LISTED ENTRIES:
:::::
/// Error raised by a rejected write to a progress reporter.
///
/// Every variant is a local validation failure. The reporter that raised it
/// keeps the state it had before the offending call.
#[derive(Debug, Clone, PartialEq, Eq, thiserror::Error)]
pub enum ProgressError {
    #[error("{what} must be between {min} and {max}, got {value}")]
    OutOfRange {
        what: &'static str,
        value: u64,
        min: u64,
        max: u64,
    },

    #[error("Invalid state: {0}")]
    InvalidState(String),

    #[error("Invalid argument: {0}")]
    InvalidArgument(String),
}

impl ProgressError {
    pub(crate) fn progress_above_maximum(value: u64, maximum: u64) -> Self {
        Self::OutOfRange {
            what: "progress",
            value,
            min: 0,
            max: maximum,
        }
    }

    pub(crate) fn not_positive(what: &'static str) -> Self {
        Self::OutOfRange {
            what,
            value: 0,
            min: 1,
            max: u64::MAX,
        }
    }
}

/// Error from a progress-reporting helper operation.
#[derive(Debug, thiserror::Error)]
pub enum OperationError {
    #[error("Progress error: {0}")]
    Progress(#[from] ProgressError),

    #[error("IO error: {0}")]
    Io(#[from] std::io::Error),
}
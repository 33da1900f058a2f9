//! Observer registry
//!
//! Maps elements to the observer watching them, for callers that need
//! to look an observer up by element.

use std::collections::HashMap;

use fos_dom::NodeId;

use crate::observer::VisibilityObserver;

/// Element -> observer lookup owned by the application
#[derive(Debug, Default)]
pub struct ObserverRegistry {
    observers: HashMap<NodeId, VisibilityObserver>,
}

impl ObserverRegistry {
    pub fn new() -> Self {
        Self::default()
    }

    /// Register an observer under its target. Returns the observer it
    /// replaced, if any.
    pub fn insert(&mut self, observer: VisibilityObserver) -> Option<VisibilityObserver> {
        self.observers.insert(observer.target(), observer)
    }

    pub fn get(&self, element: NodeId) -> Option<&VisibilityObserver> {
        self.observers.get(&element)
    }

    pub fn get_mut(&mut self, element: NodeId) -> Option<&mut VisibilityObserver> {
        self.observers.get_mut(&element)
    }

    /// Unregister. The caller owns the returned observer; dropping it
    /// stops observation.
    pub fn remove(&mut self, element: NodeId) -> Option<VisibilityObserver> {
        self.observers.remove(&element)
    }

    /// Stop every registered observer, keeping them registered.
    /// Returns how many were observing.
    pub fn stop_all(&mut self) -> usize {
        self.observers
            .values_mut()
            .map(VisibilityObserver::stop_observe)
            .filter(|&stopped| stopped)
            .count()
    }

    pub fn len(&self) -> usize {
        self.observers.len()
    }

    pub fn is_empty(&self) -> bool {
        self.observers.is_empty()
    }
}
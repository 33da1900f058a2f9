//! Mutation Observer API
//!
//! Page-side registry of mutation observers and their callbacks.
//! Records are queued on DOM changes and delivered as one batch per
//! observer at the next microtask checkpoint.

use fos_dom::{DomTree, MutationObserver, MutationObserverInit, MutationRecord, NodeId};
use fos_visibility::host::MutationCallback;

/// Mutation observer manager
#[derive(Default)]
pub struct MutationObserverManager {
    observers: Vec<(MutationObserver, MutationCallback)>,
}

impl MutationObserverManager {
    pub fn new() -> Self {
        Self::default()
    }

    /// Create observer
    pub fn create(&mut self, callback: MutationCallback) -> u64 {
        let observer = MutationObserver::new();
        let id = observer.id();
        self.observers.push((observer, callback));
        id
    }

    fn get(&mut self, id: u64) -> Option<&mut MutationObserver> {
        self.observers.iter_mut().find(|(o, _)| o.id() == id).map(|(o, _)| o)
    }

    pub fn observe(&mut self, id: u64, target: NodeId, init: MutationObserverInit) {
        if let Some(observer) = self.get(id) {
            observer.observe(target, init);
        }
    }

    pub fn disconnect(&mut self, id: u64) {
        if let Some(observer) = self.get(id) {
            observer.disconnect();
        }
    }

    /// Remove observer
    pub fn remove(&mut self, id: u64) {
        self.observers.retain(|(o, _)| o.id() != id);
    }

    /// Notify all observers of a mutation
    pub fn notify(&mut self, mutation: &MutationRecord, tree: &DomTree) {
        for (observer, _) in &mut self.observers {
            observer.record(mutation, tree);
        }
    }

    /// Drain queued records, one batch per observer
    pub fn take_batches(&mut self) -> Vec<(MutationCallback, Vec<MutationRecord>)> {
        self.observers
            .iter_mut()
            .filter(|(o, _)| o.has_pending())
            .map(|(o, callback)| (callback.clone(), o.take_records()))
            .collect()
    }

    /// Observers with at least one observed target
    pub fn active_count(&self) -> usize {
        self.observers.iter().filter(|(o, _)| o.is_active()).count()
    }
}
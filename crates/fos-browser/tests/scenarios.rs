//! End-to-end visibility scenarios on a headless page

use std::cell::RefCell;
use std::fmt;
use std::rc::Rc;
use std::sync::{Arc, Mutex};

use fos_browser::{HeadlessPage, VisibilityVendor};
use fos_dom::{DOMRect, NodeId};
use fos_visibility::{
    Lifecycle, ObserverError, ObserverRegistry, ObserverSettings, Signal, VisibilityObserver,
    VisibilityObserverOptions,
};
use tracing::field::{Field, Visit};
use tracing_subscriber::layer::{Context, Layer, SubscriberExt};

/// Page with one 100x100 `<div>` at the top left of the viewport
fn page_with_box() -> (Rc<HeadlessPage>, NodeId) {
    let page = HeadlessPage::new(800.0, 600.0);
    let div = page.create_element("div");
    page.set_rect(div, DOMRect::from_xywh(0.0, 0.0, 100.0, 100.0));
    (page, div)
}

fn observe(
    page: &Rc<HeadlessPage>,
    options: VisibilityObserverOptions,
) -> (VisibilityObserver, Rc<RefCell<Vec<bool>>>) {
    let calls = Rc::new(RefCell::new(Vec::new()));
    let sink = Rc::clone(&calls);
    let options = options.callback(move |visible| sink.borrow_mut().push(visible));
    let observer = VisibilityObserver::new(options, &page.environment()).unwrap();
    (observer, calls)
}

#[test]
fn test_fully_visible_element() {
    let (page, div) = page_with_box();
    let (observer, calls) = observe(&page, VisibilityObserverOptions::new(div));

    // Nothing is reported before the first rendering update
    assert!(calls.borrow().is_empty());
    assert_eq!(observer.verdict(), None);

    page.update_rendering();
    assert_eq!(*calls.borrow(), vec![true]);
    assert!(observer.signal_state().all_visible());

    page.update_rendering();
    assert_eq!(*calls.borrow(), vec![true]);
}

#[test]
fn test_display_none_at_start() {
    let (page, div) = page_with_box();
    page.set_style(div, "display: none").unwrap();
    let (observer, calls) = observe(&page, VisibilityObserverOptions::new(div));

    page.update_rendering();
    assert_eq!(*calls.borrow(), vec![false]);
    assert!(!observer.signal_state().get(Signal::CssDisplay));
    assert!(!observer.signal_state().get(Signal::ViewportIntersecting));
}

#[test]
fn test_hidden_ancestor() {
    let (page, div) = page_with_box();
    page.set_attribute(page.body(), "hidden", "").unwrap();
    let (observer, calls) = observe(&page, VisibilityObserverOptions::new(div));

    page.update_rendering();
    assert_eq!(*calls.borrow(), vec![false]);
    // The element's own display is still block
    assert!(observer.signal_state().get(Signal::CssDisplay));
}

#[test]
fn test_tab_background_and_foreground() {
    let (page, div) = page_with_box();
    let (observer, calls) = observe(&page, VisibilityObserverOptions::new(div));
    page.update_rendering();

    page.hide();
    assert_eq!(*calls.borrow(), vec![true, false]);
    assert!(!observer.signal_state().get(Signal::DocumentVisible));

    page.show();
    assert_eq!(*calls.borrow(), vec![true, false, true]);
}

#[test]
fn test_prefixed_visibility_api() {
    let page = HeadlessPage::with_vendor(800.0, 600.0, VisibilityVendor::Moz);
    let div = page.create_element("div");
    page.set_rect(div, DOMRect::from_xywh(0.0, 0.0, 100.0, 100.0));
    let (_observer, calls) = observe(&page, VisibilityObserverOptions::new(div));
    page.update_rendering();

    page.hide();
    assert_eq!(*calls.borrow(), vec![true, false]);
}

#[test]
fn test_unsupported_visibility_api() {
    let page = HeadlessPage::with_vendor(800.0, 600.0, VisibilityVendor::Unsupported);
    let div = page.create_element("div");
    let result = VisibilityObserver::new(VisibilityObserverOptions::new(div), &page.environment());
    assert!(matches!(result, Err(ObserverError::Unsupported(_))));
    assert_eq!(page.listener_count(), 0);
}

#[test]
fn test_window_blur() {
    let (page, div) = page_with_box();
    let (_observer, calls) = observe(&page, VisibilityObserverOptions::new(div));
    page.update_rendering();

    page.blur();
    page.focus();
    assert_eq!(*calls.borrow(), vec![true, false, true]);
}

#[test]
fn test_style_mutations() {
    let (page, div) = page_with_box();
    let (_observer, calls) = observe(&page, VisibilityObserverOptions::new(div));
    page.update_rendering();

    page.set_style(div, "opacity: 0").unwrap();
    // Mutations are delivered at the microtask checkpoint
    assert_eq!(*calls.borrow(), vec![true]);
    page.run_microtasks();
    assert_eq!(*calls.borrow(), vec![true, false]);

    page.set_style(div, "opacity: 0.01; visibility: hidden").unwrap();
    page.run_microtasks();
    assert_eq!(*calls.borrow(), vec![true, false]);

    page.remove_attribute(div, "style").unwrap();
    page.run_microtasks();
    assert_eq!(*calls.borrow(), vec![true, false, true]);
}

#[test]
fn test_unrelated_attribute_mutation() {
    let (page, div) = page_with_box();
    let (observer, calls) = observe(&page, VisibilityObserverOptions::new(div));
    page.update_rendering();
    let before = observer.signal_state();

    page.set_attribute(div, "data-tracking", "42").unwrap();
    page.set_attribute(div, "class", "banner").unwrap();
    page.update_rendering();

    assert_eq!(*calls.borrow(), vec![true]);
    assert_eq!(observer.signal_state(), before);
}

#[test]
fn test_scroll_in_and_out() {
    let (page, div) = page_with_box();
    page.set_rect(div, DOMRect::from_xywh(0.0, 2000.0, 100.0, 100.0));
    let (_observer, calls) = observe(&page, VisibilityObserverOptions::new(div));

    page.update_rendering();
    assert_eq!(*calls.borrow(), vec![false]);

    page.scroll_to(0.0, 1600.0);
    page.update_rendering();
    assert_eq!(*calls.borrow(), vec![false, true]);

    page.scroll_to(0.0, 0.0);
    page.update_rendering();
    assert_eq!(*calls.borrow(), vec![false, true, false]);
}

#[test]
fn test_root_margin_extends_viewport() {
    let (page, div) = page_with_box();
    page.set_rect(div, DOMRect::from_xywh(0.0, 650.0, 100.0, 100.0));
    let (_observer, calls) = observe(&page, VisibilityObserverOptions::new(div).root_margin("100px"));

    page.update_rendering();
    assert_eq!(*calls.borrow(), vec![true]);
}

#[test]
fn test_threshold() {
    let (page, div) = page_with_box();
    // A quarter of the element is inside the viewport
    page.set_rect(div, DOMRect::from_xywh(0.0, 575.0, 100.0, 100.0));
    let (_observer, calls) = observe(&page, VisibilityObserverOptions::new(div).threshold(0.5));

    page.update_rendering();
    // Any overlap still counts as intersecting
    assert_eq!(*calls.borrow(), vec![true]);

    page.set_rect(div, DOMRect::from_xywh(0.0, 700.0, 100.0, 100.0));
    page.update_rendering();
    assert_eq!(*calls.borrow(), vec![true, false]);
}

#[test]
fn test_explicit_root() {
    let (page, div) = page_with_box();
    let scroller = page.create_element("section");
    page.set_rect(scroller, DOMRect::from_xywh(500.0, 0.0, 200.0, 200.0));
    let (_observer, calls) = observe(&page, VisibilityObserverOptions::new(div).root(scroller));

    page.update_rendering();
    assert_eq!(*calls.borrow(), vec![false]);

    page.set_rect(div, DOMRect::from_xywh(550.0, 50.0, 50.0, 50.0));
    page.update_rendering();
    assert_eq!(*calls.borrow(), vec![false, true]);
}

#[test]
fn test_start_stop_releases_everything() {
    let (page, div) = page_with_box();
    let (mut observer, calls) = observe(&page, VisibilityObserverOptions::new(div).observe(false));
    assert_eq!(observer.lifecycle(), Lifecycle::Idle);
    assert_eq!(page.listener_count(), 0);
    assert_eq!(page.observer_count(), 0);

    assert!(observer.start_observe());
    assert!(!observer.start_observe());
    assert_eq!(page.listener_count(), 3);
    assert_eq!(page.observer_count(), 2);

    assert!(observer.stop_observe());
    assert!(!observer.stop_observe());
    assert_eq!(page.listener_count(), 0);
    assert_eq!(page.observer_count(), 0);

    // Nothing evaluates after stop
    page.update_rendering();
    page.hide();
    page.blur();
    page.set_style(div, "display: none").unwrap();
    page.run_microtasks();
    assert!(calls.borrow().is_empty());
    assert_eq!(observer.verdict(), None);
}

#[test]
fn test_restart_reports_only_changes() {
    let (page, div) = page_with_box();
    let (mut observer, calls) = observe(&page, VisibilityObserverOptions::new(div));
    page.update_rendering();

    observer.stop_observe();
    page.hide();
    observer.start_observe();
    page.update_rendering();
    page.show();

    assert_eq!(*calls.borrow(), vec![true, false, true]);
}

#[test]
fn test_drop_releases_subscriptions() {
    let (page, div) = page_with_box();
    let (observer, _calls) = observe(&page, VisibilityObserverOptions::new(div));
    assert!(page.listener_count() > 0);

    drop(observer);
    assert_eq!(page.listener_count(), 0);
    assert_eq!(page.observer_count(), 0);
}

#[test]
fn test_callback_can_stop_observer() {
    let (page, div) = page_with_box();
    let slot: Rc<RefCell<Option<VisibilityObserver>>> = Rc::new(RefCell::new(None));
    let calls = Rc::new(RefCell::new(Vec::new()));

    let options = {
        let slot = Rc::clone(&slot);
        let calls = Rc::clone(&calls);
        VisibilityObserverOptions::new(div).callback(move |visible| {
            calls.borrow_mut().push(visible);
            if !visible {
                if let Some(observer) = slot.borrow_mut().as_mut() {
                    observer.stop_observe();
                }
            }
        })
    };
    *slot.borrow_mut() = Some(VisibilityObserver::new(options, &page.environment()).unwrap());

    page.update_rendering();
    page.hide();
    page.show();
    assert_eq!(*calls.borrow(), vec![true, false]);
    assert_eq!(page.listener_count(), 0);
}

#[test]
fn test_registry_per_element() {
    let page = HeadlessPage::new(800.0, 600.0);
    let top = page.create_element("div");
    let bottom = page.create_element("div");
    page.set_rect(top, DOMRect::from_xywh(0.0, 0.0, 100.0, 100.0));
    page.set_rect(bottom, DOMRect::from_xywh(0.0, 5000.0, 100.0, 100.0));

    let mut registry = ObserverRegistry::new();
    for node in [top, bottom] {
        let observer =
            VisibilityObserver::new(VisibilityObserverOptions::new(node), &page.environment()).unwrap();
        registry.insert(observer);
    }
    page.update_rendering();

    assert_eq!(registry.get(top).and_then(|o| o.verdict()), Some(true));
    assert_eq!(registry.get(bottom).and_then(|o| o.verdict()), Some(false));

    assert_eq!(registry.stop_all(), 2);
    assert_eq!(page.listener_count(), 0);
}

#[test]
fn test_settings_from_json() {
    let (page, div) = page_with_box();
    let settings = ObserverSettings::from_json(r#"{ "observe": false, "intersectionThreshold": 0.25 }"#).unwrap();
    let (observer, _calls) = observe(&page, VisibilityObserverOptions::new(div).with_settings(settings));
    assert!(!observer.is_observing());
}

#[test]
fn test_collection_target_rejected() {
    let (page, div) = page_with_box();
    let other = page.create_element("div");
    let result = VisibilityObserver::new(
        VisibilityObserverOptions::new(vec![div, other]),
        &page.environment(),
    );
    assert!(matches!(result, Err(ObserverError::CollectionTarget(2))));
}

/// Collects the `blocking` field of every "Visibility changed" event
#[derive(Clone, Default)]
struct TransitionLog(Arc<Mutex<Vec<String>>>);

impl TransitionLog {
    fn entries(&self) -> Vec<String> {
        self.0.lock().unwrap().clone()
    }
}

#[derive(Default)]
struct EventFields {
    message: Option<String>,
    blocking: Option<String>,
}

impl Visit for EventFields {
    fn record_str(&mut self, field: &Field, value: &str) {
        if field.name() == "message" {
            self.message = Some(value.to_string());
        }
    }

    fn record_debug(&mut self, field: &Field, value: &dyn fmt::Debug) {
        match field.name() {
            "message" => self.message = Some(format!("{value:?}")),
            "blocking" => self.blocking = Some(format!("{value:?}")),
            _ => {}
        }
    }
}

impl<S: tracing::Subscriber> Layer<S> for TransitionLog {
    fn on_event(&self, event: &tracing::Event<'_>, _ctx: Context<'_, S>) {
        if *event.metadata().level() != tracing::Level::INFO {
            return;
        }
        let mut fields = EventFields::default();
        event.record(&mut fields);
        if fields.message.as_deref() == Some("Visibility changed") {
            self.0.lock().unwrap().push(fields.blocking.unwrap_or_default());
        }
    }
}

#[test]
fn test_log_once_per_transition() {
    let log = TransitionLog::default();
    let subscriber = tracing_subscriber::registry().with(log.clone());

    tracing::subscriber::with_default(subscriber, || {
        let (page, div) = page_with_box();
        let (_observer, calls) = observe(&page, VisibilityObserverOptions::new(div).log(true));

        page.update_rendering();
        assert_eq!(log.entries().len(), 1);

        // Re-evaluations without a verdict change stay silent
        page.set_attribute(div, "data-tracking", "1").unwrap();
        page.update_rendering();
        page.dispatch_event("focus");
        assert_eq!(log.entries().len(), 1);

        page.blur();
        page.dispatch_event("blur");
        page.focus();
        assert_eq!(*calls.borrow(), vec![true, false, true]);
    });

    assert_eq!(log.entries(), vec!["[]", "[DocumentFocused]", "[]"]);
}

#[test]
fn test_no_log_without_flag() {
    let log = TransitionLog::default();
    let subscriber = tracing_subscriber::registry().with(log.clone());

    tracing::subscriber::with_default(subscriber, || {
        let (page, div) = page_with_box();
        let (_observer, calls) = observe(&page, VisibilityObserverOptions::new(div));
        page.update_rendering();
        page.hide();
        assert_eq!(*calls.borrow(), vec![true, false]);
    });

    assert!(log.entries().is_empty());
}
:::::
WHAT THE TASK ASKS: Copy every line of the listing that includes the string "queued".

EXERCISE ANSWER:
//! Records are queued on DOM changes and delivered as one batch per
    /// Drain queued records, one batch per observer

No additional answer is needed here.